Even the names of the guys on the rugby team suggest old-moneyed uptightness. Cooper (Evan Casey), Davis (Jake Odmark), and Johnson (Paul James) are either surnames, or last names used as first names, but in any case seem to be WASP-y prep-school holdovers. Only Leigh’s boyfriend, Jimmy (Danny Gavigan), has an unmistakable first name. (Suffice it to say that Grace [Lauren Culpepper] turns out to lack it.)

After Haley (played by Kim Rosen) blows in, we find it hard to believe that she and Leigh (Bethany Anne Lind) are sisters. Despite Haley’s claims to the contrary, the two look nothing alike: Haley dark and buxom, Leigh willowy and flaxen.

Neither, it seems, do they have much in common in terms of character traits. Leigh, we gather, is a diligently studious college student who has distanced herself from a dysfunctional and poor family, while Haley embraces the trailer-trash lifestyle. (She’s living, she says, in a Super 8 motel outside Waterbury, Connecticut, with a guy named “Rico” and all that implies.)

Bethany Anne Lind (Photo: Scott Suchman)
Leigh prefers to keep tight control over her circumstances while sister Haley likes to snoop around and interfere, as long as her own aims can be advanced in the process.

As events unfold, however, we find that the two are not so different as they wish to appear.

Haley’s cubic zirconium entrance into a diamond-studded, ivy-covered world breathes life into the story, which up to that point has been merely a conventional he said/she said exposition of the two sides of a story about what might or might not have been a date rape at an off-campus party.

By coincidence, Really Really, written by first-time playwright and New York University graduate Paul Downs Colaizzo, had its premiere in the same week that New York University law professor Richard Epstein wrote about how the U.S. Department of Education has issued rules that skew the due process rights of college students accused of sexual assault.

Writing in reference to the recent case of Yale University football star Patrick Witt, who seems to have withdrawn from consideration for a Rhodes Scholarship because of anonymous accusations of sexual assault, Epstein notes of recent rules promulgated by the Office of Civil Rights in the Department of Education:

“The entire matter is shrouded in secrecy; the internal investigation cannot be postponed until the criminal charges, if any, are resolved; and the question of proof of guilt or innocence should be decided by the ‘preponderance of evidence’ standard. That standard puts a far lower burden on the complainant than the 'beyond a reasonable doubt' standard used in criminal cases or the 'clear and convincing evidence' standard used in many legal disputes (including defamation cases brought against the press by public officials) where some important constitutional right is at stake.”

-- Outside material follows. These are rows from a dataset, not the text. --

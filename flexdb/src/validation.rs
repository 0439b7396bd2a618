//! Validation and normalization of user payloads
//!
//! Checks run in field order (name, email, age) and every violation is
//! collected; callers that report a single message use
//! [`ValidationErrors::first_message`].

use std::{fmt, sync::LazyLock};

use regex::Regex;
use serde::Deserialize;

use crate::userdb::{NewUser, UserChanges};

pub const NAME_MAX_CHARS: usize = 100;
pub const EMAIL_MAX_CHARS: usize = 255;
pub const AGE_MIN: i64 = 0;
pub const AGE_MAX: i64 = 150;

static EMAIL_PATTERN: LazyLock<Regex> =
    LazyLock::new(|| Regex::new(r"^[^\s@]+@[^\s@]+\.[^\s@]+$").expect("email pattern compiles"));

/// Raw user fields as received from a client
///
/// Every field is optional here; whether absence is allowed depends on the
/// operation. A JSON `null` is treated the same as an absent field.
#[derive(Debug, Clone, Default, Deserialize)]
#[serde(default)]
pub struct UserPayload {
    pub name: Option<String>,
    pub email: Option<String>,
    pub age: Option<serde_json::Number>,
}

#[derive(Debug, Clone, Copy, PartialEq, Eq)]
pub struct Violation {
    pub field: &'static str,
    pub message: &'static str,
}

#[derive(Debug, Clone, PartialEq, Eq)]
pub struct ValidationErrors {
    violations: Vec<Violation>,
}

impl ValidationErrors {
    pub fn violations(&self) -> &[Violation] {
        &self.violations
    }

    /// Message of the first rule that failed
    pub fn first_message(&self) -> &'static str {
        self.violations
            .first()
            .map(|v| v.message)
            .unwrap_or("Invalid input")
    }
}

impl fmt::Display for ValidationErrors {
    fn fmt(&self, f: &mut fmt::Formatter<'_>) -> fmt::Result {
        f.write_str(self.first_message())
    }
}

impl std::error::Error for ValidationErrors {}

/// Validate a payload for creating a user; name and email are required
pub fn validate_create(payload: &UserPayload) -> Result<NewUser, ValidationErrors> {
    let mut violations = Vec::new();

    let name = match payload.name.as_deref() {
        Some(raw) => collect(check_name(raw), &mut violations),
        None => {
            violations.push(violation("name", "Name is required"));
            None
        }
    };
    let email = match payload.email.as_deref() {
        Some(raw) => collect(check_email(raw), &mut violations),
        None => {
            violations.push(violation("email", "Email is required"));
            None
        }
    };
    let age = match &payload.age {
        Some(raw) => collect(check_age(raw), &mut violations),
        None => None,
    };

    match (name, email) {
        (Some(name), Some(email)) if violations.is_empty() => Ok(NewUser { name, email, age }),
        _ => Err(ValidationErrors { violations }),
    }
}

/// Validate a partial update; only present fields are checked
pub fn validate_update(payload: &UserPayload) -> Result<UserChanges, ValidationErrors> {
    let mut violations = Vec::new();

    let changes = UserChanges {
        name: payload
            .name
            .as_deref()
            .and_then(|raw| collect(check_name(raw), &mut violations)),
        email: payload
            .email
            .as_deref()
            .and_then(|raw| collect(check_email(raw), &mut violations)),
        age: payload
            .age
            .as_ref()
            .and_then(|raw| collect(check_age(raw), &mut violations)),
    };

    if violations.is_empty() {
        Ok(changes)
    } else {
        Err(ValidationErrors { violations })
    }
}

/// Trim, collapse inner whitespace and capitalize each word
///
/// `"  jOHN   doe "` becomes `"John Doe"`.
pub fn normalize_name(raw: &str) -> String {
    raw.split_whitespace()
        .map(capitalize)
        .collect::<Vec<_>>()
        .join(" ")
}

fn capitalize(word: &str) -> String {
    let mut chars = word.chars();
    match chars.next() {
        Some(first) => first
            .to_uppercase()
            .chain(chars.flat_map(char::to_lowercase))
            .collect(),
        None => String::new(),
    }
}

fn check_name(raw: &str) -> Result<String, Violation> {
    let name = normalize_name(raw);
    let len = name.chars().count();

    if len == 0 {
        return Err(violation("name", "Name is required"));
    }
    if len > NAME_MAX_CHARS {
        return Err(violation("name", "Name must be 100 characters or less"));
    }
    Ok(name)
}

// Limits apply to the stored form; lowercasing can lengthen some characters.
fn check_email(raw: &str) -> Result<String, Violation> {
    let email = raw.trim().to_lowercase();

    if !EMAIL_PATTERN.is_match(&email) {
        return Err(violation("email", "Invalid email format"));
    }
    if email.chars().count() > EMAIL_MAX_CHARS {
        return Err(violation("email", "Email must be 255 characters or less"));
    }
    Ok(email)
}

fn check_age(raw: &serde_json::Number) -> Result<i32, Violation> {
    let value = if let Some(n) = raw.as_i64() {
        n
    } else if raw.is_u64() {
        // Larger than i64::MAX, certainly out of range
        return Err(age_range());
    } else {
        match raw.as_f64() {
            Some(f) if f.is_finite() && f.fract() == 0.0 => {
                if f < AGE_MIN as f64 || f > AGE_MAX as f64 {
                    return Err(age_range());
                }
                f as i64
            }
            _ => return Err(violation("age", "Age must be an integer")),
        }
    };

    if !(AGE_MIN..=AGE_MAX).contains(&value) {
        return Err(age_range());
    }
    i32::try_from(value).map_err(|_| age_range())
}

fn age_range() -> Violation {
    violation("age", "Age must be between 0 and 150")
}

fn violation(field: &'static str, message: &'static str) -> Violation {
    Violation { field, message }
}

fn collect<T>(result: Result<T, Violation>, violations: &mut Vec<Violation>) -> Option<T> {
    match result {
        Ok(value) => Some(value),
        Err(v) => {
            violations.push(v);
            None
        }
    }
}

Considering that the playwright began the first draft of Really Really in 2007, it is mere coincidence that the world premiere occurred even as the very real topic of sexual assault on campus, and the presence or absence of due process for the accused, was in the headlines. It means that Really Really is not just an entertaining and provocative dramatic work, but also a cultural artifact of contemporary relevance.

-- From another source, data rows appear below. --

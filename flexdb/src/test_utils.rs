//! Shared helpers for unit tests

use crate::config::AppEnv;
use crate::storage::Database;
use crate::userdb::{NewUser, UserStore};

/// Fresh in-memory database with the users table in place
pub(crate) async fn test_database() -> Database {
    let db = Database::in_memory()
        .await
        .expect("in-memory database should open");
    UserStore::init(&db, &AppEnv::Test)
        .await
        .expect("users table should initialize");
    db
}

pub(crate) fn new_user(name: &str, email: &str, age: Option<i32>) -> NewUser {
    NewUser {
        name: name.to_string(),
        email: email.to_string(),
        age,
    }
}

Jake Odmark, Evan Casey. Photo: Scott Suchman.
Comparisons of Colaizzo’s new play will be made with John Patrick Shanley’s Doubt, David Mamet’s Oleanna, and Rebecca Gilman’s Spinning Into Butter. Each comparison is apt, though, despite some similarities in subject matter and stylistics, there is no direct parallel for any of them with Really Really.  What they all have in common is an ambiguous answer to the question, Who is guilty?

Colaizzo, 26 years old, has a sharp ear and a knack for writing dialogue. He recognizes, and hence expresses, how 20-somethings in 2012 actually talk. While each of his characters starts off superficially as little more than party boys (and girls) with few distinguishing characteristics, by the final tableau we realize that each of them is siloed into his or her own, distinct personality – for better or for worse.

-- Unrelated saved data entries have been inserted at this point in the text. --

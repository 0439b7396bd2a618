use axum::{
    Json,
    extract::rejection::JsonRejection,
    response::{IntoResponse, Response},
};
use http::StatusCode;
use serde_json::json;

use flexdb::{ServiceError, ValidationErrors};

/// Every failure a handler can report, rendered as `{"error": "..."}`
#[derive(Debug, Clone, PartialEq, Eq)]
pub enum ApiError {
    /// Path id is not a positive integer
    InvalidId,
    Validation(String),
    /// Body could not be read as JSON
    BadRequest(String),
    /// Service failure; `context` is the message used for storage errors
    Service {
        error: ServiceError,
        context: &'static str,
    },
    RouteNotFound,
    Internal,
}

impl ApiError {
    pub fn status(&self) -> StatusCode {
        match self {
            Self::InvalidId | Self::Validation(_) | Self::BadRequest(_) => StatusCode::BAD_REQUEST,
            Self::Service { error, .. } => match error {
                ServiceError::NotFound => StatusCode::NOT_FOUND,
                ServiceError::EmailExists => StatusCode::BAD_REQUEST,
                ServiceError::DatabaseError => StatusCode::INTERNAL_SERVER_ERROR,
            },
            Self::RouteNotFound => StatusCode::NOT_FOUND,
            Self::Internal => StatusCode::INTERNAL_SERVER_ERROR,
        }
    }

    pub fn message(&self) -> String {
        match self {
            Self::InvalidId => "Invalid user ID".to_string(),
            Self::Validation(message) | Self::BadRequest(message) => message.clone(),
            Self::Service { error, context } => match error {
                ServiceError::DatabaseError => context.to_string(),
                other => other.to_string(),
            },
            Self::RouteNotFound => "Endpoint not found".to_string(),
            Self::Internal => "Internal server error".to_string(),
        }
    }
}

impl IntoResponse for ApiError {
    fn into_response(self) -> Response {
        let status = self.status();
        if status.is_server_error() {
            tracing::error!(status = status.as_u16(), error = ?self, "Request failed");
        } else {
            tracing::debug!(status = status.as_u16(), error = ?self, "Request rejected");
        }
        (status, Json(json!({ "error": self.message() }))).into_response()
    }
}

impl From<ValidationErrors> for ApiError {
    fn from(errors: ValidationErrors) -> Self {
        Self::Validation(errors.first_message().to_string())
    }
}

impl From<JsonRejection> for ApiError {
    fn from(rejection: JsonRejection) -> Self {
        Self::BadRequest(rejection.body_text())
    }
}

/// Helper trait for turning service results into handler results
pub(crate) trait IntoResponseError<T> {
    /// `context` is reported when the service hit a storage failure
    fn into_response_error(self, context: &'static str) -> Result<T, ApiError>;
}

impl<T> IntoResponseError<T> for Result<T, ServiceError> {
    fn into_response_error(self, context: &'static str) -> Result<T, ApiError> {
        self.map_err(|error| ApiError::Service { error, context })
    }
}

It’s difficult to describe what happens in Really Really because so much turns on what we learn in the last ten or so minutes of the play. To reveal too many details of the plot would be like telling a friend that Haley Joel Osment sees dead people and that’s why he can see Bruce Willis.

Suffice it to say that, within a running time of two hours, Colaizzo stuffs his play with highly charged accusations of sexual assault (already noted), class warfare, sibling rivalry, manipulative behavior, homophobic banter, unrequited lesbian lust, drunkenness, hangovers, and the potential for McCarthy-like guilt by association. It’s enough to fill a full day of Lifetime movies.

Director Matthew Gardiner keeps the action at a steady pace and he is ably served by a set, designed by Misha Kachman, divided into two living rooms that represent feminine order and masculine chaos.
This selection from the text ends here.